Top of SOURCE INFORMATION

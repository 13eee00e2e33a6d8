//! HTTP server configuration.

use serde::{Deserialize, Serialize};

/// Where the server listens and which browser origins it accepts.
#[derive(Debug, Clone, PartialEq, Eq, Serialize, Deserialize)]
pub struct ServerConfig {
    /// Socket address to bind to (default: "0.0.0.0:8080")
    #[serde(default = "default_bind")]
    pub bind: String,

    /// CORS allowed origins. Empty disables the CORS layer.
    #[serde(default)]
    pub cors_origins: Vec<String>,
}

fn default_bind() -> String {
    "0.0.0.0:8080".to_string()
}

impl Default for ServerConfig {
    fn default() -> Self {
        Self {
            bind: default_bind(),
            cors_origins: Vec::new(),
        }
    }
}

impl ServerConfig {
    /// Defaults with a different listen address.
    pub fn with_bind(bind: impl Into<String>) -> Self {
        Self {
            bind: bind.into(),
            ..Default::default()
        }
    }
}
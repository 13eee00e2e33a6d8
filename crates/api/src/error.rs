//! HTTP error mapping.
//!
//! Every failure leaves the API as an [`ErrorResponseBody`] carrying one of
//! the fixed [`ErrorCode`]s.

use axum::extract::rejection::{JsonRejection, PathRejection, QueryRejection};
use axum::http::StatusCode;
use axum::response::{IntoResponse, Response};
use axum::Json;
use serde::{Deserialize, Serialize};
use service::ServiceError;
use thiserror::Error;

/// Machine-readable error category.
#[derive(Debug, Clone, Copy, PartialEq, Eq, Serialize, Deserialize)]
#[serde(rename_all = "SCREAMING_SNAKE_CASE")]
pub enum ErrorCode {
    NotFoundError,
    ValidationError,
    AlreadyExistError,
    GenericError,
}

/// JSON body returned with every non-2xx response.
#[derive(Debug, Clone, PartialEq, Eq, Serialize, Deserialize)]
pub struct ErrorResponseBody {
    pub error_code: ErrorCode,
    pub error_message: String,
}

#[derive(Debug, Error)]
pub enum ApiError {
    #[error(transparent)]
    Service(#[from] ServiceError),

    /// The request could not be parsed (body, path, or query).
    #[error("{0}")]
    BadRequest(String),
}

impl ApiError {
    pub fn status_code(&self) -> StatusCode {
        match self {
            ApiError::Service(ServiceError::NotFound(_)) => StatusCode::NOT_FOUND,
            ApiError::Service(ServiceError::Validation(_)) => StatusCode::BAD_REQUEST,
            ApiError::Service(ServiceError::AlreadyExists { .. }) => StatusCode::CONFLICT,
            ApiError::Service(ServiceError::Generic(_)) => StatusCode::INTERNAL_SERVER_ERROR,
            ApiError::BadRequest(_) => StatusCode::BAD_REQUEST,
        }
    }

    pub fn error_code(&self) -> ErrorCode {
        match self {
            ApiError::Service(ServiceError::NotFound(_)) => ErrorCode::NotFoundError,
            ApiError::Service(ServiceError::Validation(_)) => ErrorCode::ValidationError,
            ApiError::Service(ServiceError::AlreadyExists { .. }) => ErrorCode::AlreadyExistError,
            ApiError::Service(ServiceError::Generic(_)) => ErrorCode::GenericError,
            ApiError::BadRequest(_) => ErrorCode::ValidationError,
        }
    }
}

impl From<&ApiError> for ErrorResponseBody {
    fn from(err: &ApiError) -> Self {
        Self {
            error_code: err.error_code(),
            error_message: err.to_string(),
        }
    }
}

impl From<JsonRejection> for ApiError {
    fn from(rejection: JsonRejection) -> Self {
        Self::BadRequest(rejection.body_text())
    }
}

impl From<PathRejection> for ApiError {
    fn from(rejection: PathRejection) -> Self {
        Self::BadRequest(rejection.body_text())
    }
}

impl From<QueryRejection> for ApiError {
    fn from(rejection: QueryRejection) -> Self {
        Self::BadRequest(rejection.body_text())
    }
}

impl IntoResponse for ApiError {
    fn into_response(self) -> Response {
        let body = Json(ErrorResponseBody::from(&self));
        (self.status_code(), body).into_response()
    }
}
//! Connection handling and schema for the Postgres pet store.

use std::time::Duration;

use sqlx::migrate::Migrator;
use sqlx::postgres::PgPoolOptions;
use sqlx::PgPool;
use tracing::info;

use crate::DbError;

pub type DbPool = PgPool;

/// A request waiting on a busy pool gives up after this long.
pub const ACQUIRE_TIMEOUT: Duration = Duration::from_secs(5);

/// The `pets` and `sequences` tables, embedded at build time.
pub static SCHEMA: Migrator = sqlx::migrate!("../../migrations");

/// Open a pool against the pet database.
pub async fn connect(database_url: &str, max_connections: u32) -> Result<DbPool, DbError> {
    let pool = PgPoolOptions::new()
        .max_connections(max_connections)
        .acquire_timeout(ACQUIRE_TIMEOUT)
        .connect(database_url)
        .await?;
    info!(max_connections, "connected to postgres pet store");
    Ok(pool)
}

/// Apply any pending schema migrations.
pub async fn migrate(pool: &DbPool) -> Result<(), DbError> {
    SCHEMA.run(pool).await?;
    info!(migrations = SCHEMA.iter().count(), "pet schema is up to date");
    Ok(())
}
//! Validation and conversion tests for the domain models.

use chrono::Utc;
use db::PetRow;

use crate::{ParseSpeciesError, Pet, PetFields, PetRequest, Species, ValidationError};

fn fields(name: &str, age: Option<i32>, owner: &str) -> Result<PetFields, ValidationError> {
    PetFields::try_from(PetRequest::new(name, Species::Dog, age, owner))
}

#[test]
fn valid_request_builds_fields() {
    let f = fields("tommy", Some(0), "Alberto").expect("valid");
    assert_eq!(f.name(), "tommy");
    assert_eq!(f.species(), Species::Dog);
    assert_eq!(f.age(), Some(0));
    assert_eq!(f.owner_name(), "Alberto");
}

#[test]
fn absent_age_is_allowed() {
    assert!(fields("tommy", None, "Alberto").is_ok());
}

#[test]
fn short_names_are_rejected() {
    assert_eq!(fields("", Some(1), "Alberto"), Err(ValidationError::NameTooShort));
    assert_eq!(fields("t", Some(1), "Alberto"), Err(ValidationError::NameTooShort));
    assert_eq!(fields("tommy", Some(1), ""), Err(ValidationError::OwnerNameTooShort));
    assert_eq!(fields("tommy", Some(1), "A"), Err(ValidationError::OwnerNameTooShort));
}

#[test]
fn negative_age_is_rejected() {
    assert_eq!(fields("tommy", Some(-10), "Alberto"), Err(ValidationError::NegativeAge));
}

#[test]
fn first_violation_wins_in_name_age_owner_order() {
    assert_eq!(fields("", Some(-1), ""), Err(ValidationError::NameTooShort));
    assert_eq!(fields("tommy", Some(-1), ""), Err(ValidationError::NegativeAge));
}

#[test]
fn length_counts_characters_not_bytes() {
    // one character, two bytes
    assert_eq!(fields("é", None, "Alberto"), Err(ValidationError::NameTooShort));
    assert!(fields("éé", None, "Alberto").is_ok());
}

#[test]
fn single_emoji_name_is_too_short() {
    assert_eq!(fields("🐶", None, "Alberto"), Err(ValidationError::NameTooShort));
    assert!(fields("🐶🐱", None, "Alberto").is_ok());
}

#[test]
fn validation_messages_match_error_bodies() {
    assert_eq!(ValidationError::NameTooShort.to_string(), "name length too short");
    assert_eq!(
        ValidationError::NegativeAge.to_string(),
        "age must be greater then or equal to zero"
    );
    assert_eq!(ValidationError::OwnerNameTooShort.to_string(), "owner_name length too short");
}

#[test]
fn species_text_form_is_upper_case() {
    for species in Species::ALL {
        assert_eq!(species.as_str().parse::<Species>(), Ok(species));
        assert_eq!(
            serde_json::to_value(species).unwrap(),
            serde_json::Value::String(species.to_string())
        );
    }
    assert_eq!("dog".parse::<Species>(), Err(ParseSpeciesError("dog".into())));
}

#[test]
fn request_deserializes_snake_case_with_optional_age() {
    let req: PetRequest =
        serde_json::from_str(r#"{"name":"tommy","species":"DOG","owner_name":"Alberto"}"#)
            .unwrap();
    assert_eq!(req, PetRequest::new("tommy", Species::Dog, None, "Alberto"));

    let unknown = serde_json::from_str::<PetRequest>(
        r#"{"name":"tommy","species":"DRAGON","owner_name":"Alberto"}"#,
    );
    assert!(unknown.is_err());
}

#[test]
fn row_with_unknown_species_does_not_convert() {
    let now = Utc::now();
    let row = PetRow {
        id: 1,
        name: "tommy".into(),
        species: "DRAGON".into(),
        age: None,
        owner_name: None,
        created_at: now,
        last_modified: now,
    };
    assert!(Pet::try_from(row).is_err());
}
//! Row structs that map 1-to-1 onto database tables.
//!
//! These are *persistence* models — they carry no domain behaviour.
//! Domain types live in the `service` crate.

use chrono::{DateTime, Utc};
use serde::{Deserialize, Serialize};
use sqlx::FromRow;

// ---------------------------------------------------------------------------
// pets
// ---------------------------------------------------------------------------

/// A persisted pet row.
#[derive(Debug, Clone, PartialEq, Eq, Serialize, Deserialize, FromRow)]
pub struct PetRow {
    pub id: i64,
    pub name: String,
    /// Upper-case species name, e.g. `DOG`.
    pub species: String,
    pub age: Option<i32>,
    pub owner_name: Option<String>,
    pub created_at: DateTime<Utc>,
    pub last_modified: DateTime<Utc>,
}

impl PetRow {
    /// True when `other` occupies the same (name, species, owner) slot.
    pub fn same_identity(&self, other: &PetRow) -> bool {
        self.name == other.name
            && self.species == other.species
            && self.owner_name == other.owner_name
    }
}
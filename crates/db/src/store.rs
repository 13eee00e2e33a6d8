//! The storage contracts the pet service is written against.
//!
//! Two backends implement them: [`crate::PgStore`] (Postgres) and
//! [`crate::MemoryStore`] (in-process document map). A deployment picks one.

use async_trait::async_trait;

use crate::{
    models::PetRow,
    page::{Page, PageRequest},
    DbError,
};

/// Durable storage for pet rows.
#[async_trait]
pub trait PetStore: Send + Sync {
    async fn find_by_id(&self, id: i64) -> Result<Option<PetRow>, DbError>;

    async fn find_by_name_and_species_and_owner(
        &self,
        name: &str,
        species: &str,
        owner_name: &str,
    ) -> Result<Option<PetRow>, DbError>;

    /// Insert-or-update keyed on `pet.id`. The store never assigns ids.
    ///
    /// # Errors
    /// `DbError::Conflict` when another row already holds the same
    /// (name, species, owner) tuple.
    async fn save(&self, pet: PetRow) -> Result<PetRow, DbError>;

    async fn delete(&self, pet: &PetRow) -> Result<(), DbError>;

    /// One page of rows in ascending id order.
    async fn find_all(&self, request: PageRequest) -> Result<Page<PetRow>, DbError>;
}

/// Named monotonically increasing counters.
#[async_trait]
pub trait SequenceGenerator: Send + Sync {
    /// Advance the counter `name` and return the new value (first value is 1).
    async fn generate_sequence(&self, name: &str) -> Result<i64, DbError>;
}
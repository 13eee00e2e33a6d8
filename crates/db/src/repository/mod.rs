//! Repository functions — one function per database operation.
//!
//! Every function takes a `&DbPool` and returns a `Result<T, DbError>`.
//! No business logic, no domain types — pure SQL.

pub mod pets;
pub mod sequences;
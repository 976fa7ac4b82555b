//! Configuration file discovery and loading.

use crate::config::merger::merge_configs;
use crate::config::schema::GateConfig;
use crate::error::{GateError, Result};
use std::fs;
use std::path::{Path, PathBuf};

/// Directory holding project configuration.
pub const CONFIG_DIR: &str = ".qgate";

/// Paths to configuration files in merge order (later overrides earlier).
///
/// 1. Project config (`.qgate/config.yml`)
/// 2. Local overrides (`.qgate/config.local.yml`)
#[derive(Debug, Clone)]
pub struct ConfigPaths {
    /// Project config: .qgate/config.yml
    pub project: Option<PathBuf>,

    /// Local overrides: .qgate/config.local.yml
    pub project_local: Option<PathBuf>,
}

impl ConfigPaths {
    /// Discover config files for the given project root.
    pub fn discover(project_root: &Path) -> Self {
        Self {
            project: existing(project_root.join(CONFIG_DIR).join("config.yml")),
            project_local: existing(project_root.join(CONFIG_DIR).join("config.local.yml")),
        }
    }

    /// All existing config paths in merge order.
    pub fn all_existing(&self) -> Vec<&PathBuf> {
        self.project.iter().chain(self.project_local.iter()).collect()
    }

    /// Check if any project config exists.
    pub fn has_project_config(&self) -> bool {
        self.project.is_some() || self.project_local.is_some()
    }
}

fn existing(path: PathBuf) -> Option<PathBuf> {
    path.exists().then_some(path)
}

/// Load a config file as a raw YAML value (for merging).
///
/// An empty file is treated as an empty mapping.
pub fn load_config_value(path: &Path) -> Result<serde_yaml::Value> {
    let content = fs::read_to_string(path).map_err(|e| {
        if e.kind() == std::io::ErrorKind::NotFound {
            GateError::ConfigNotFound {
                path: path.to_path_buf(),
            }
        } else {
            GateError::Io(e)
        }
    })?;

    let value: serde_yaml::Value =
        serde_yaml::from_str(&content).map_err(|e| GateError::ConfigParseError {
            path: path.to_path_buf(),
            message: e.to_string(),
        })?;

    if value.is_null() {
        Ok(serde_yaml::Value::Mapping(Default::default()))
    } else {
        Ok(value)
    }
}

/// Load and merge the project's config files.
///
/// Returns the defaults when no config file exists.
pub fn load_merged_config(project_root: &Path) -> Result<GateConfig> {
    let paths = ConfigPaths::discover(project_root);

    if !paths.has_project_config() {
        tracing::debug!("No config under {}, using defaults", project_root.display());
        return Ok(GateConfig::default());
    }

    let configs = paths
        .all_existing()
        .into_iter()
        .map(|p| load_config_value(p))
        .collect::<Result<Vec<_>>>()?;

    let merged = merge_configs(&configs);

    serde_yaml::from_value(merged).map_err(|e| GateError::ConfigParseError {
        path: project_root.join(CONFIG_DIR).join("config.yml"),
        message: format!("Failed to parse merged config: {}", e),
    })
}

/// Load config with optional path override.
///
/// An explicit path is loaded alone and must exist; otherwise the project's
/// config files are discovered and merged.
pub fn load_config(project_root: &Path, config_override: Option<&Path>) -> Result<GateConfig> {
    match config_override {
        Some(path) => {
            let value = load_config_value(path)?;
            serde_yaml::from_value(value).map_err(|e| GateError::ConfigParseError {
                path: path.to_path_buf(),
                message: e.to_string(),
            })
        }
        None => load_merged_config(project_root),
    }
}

Bottom of SOURCE INFORMATION

Looking at the entries above, count the lines that contain the string "when", then give the number and nothing else.

3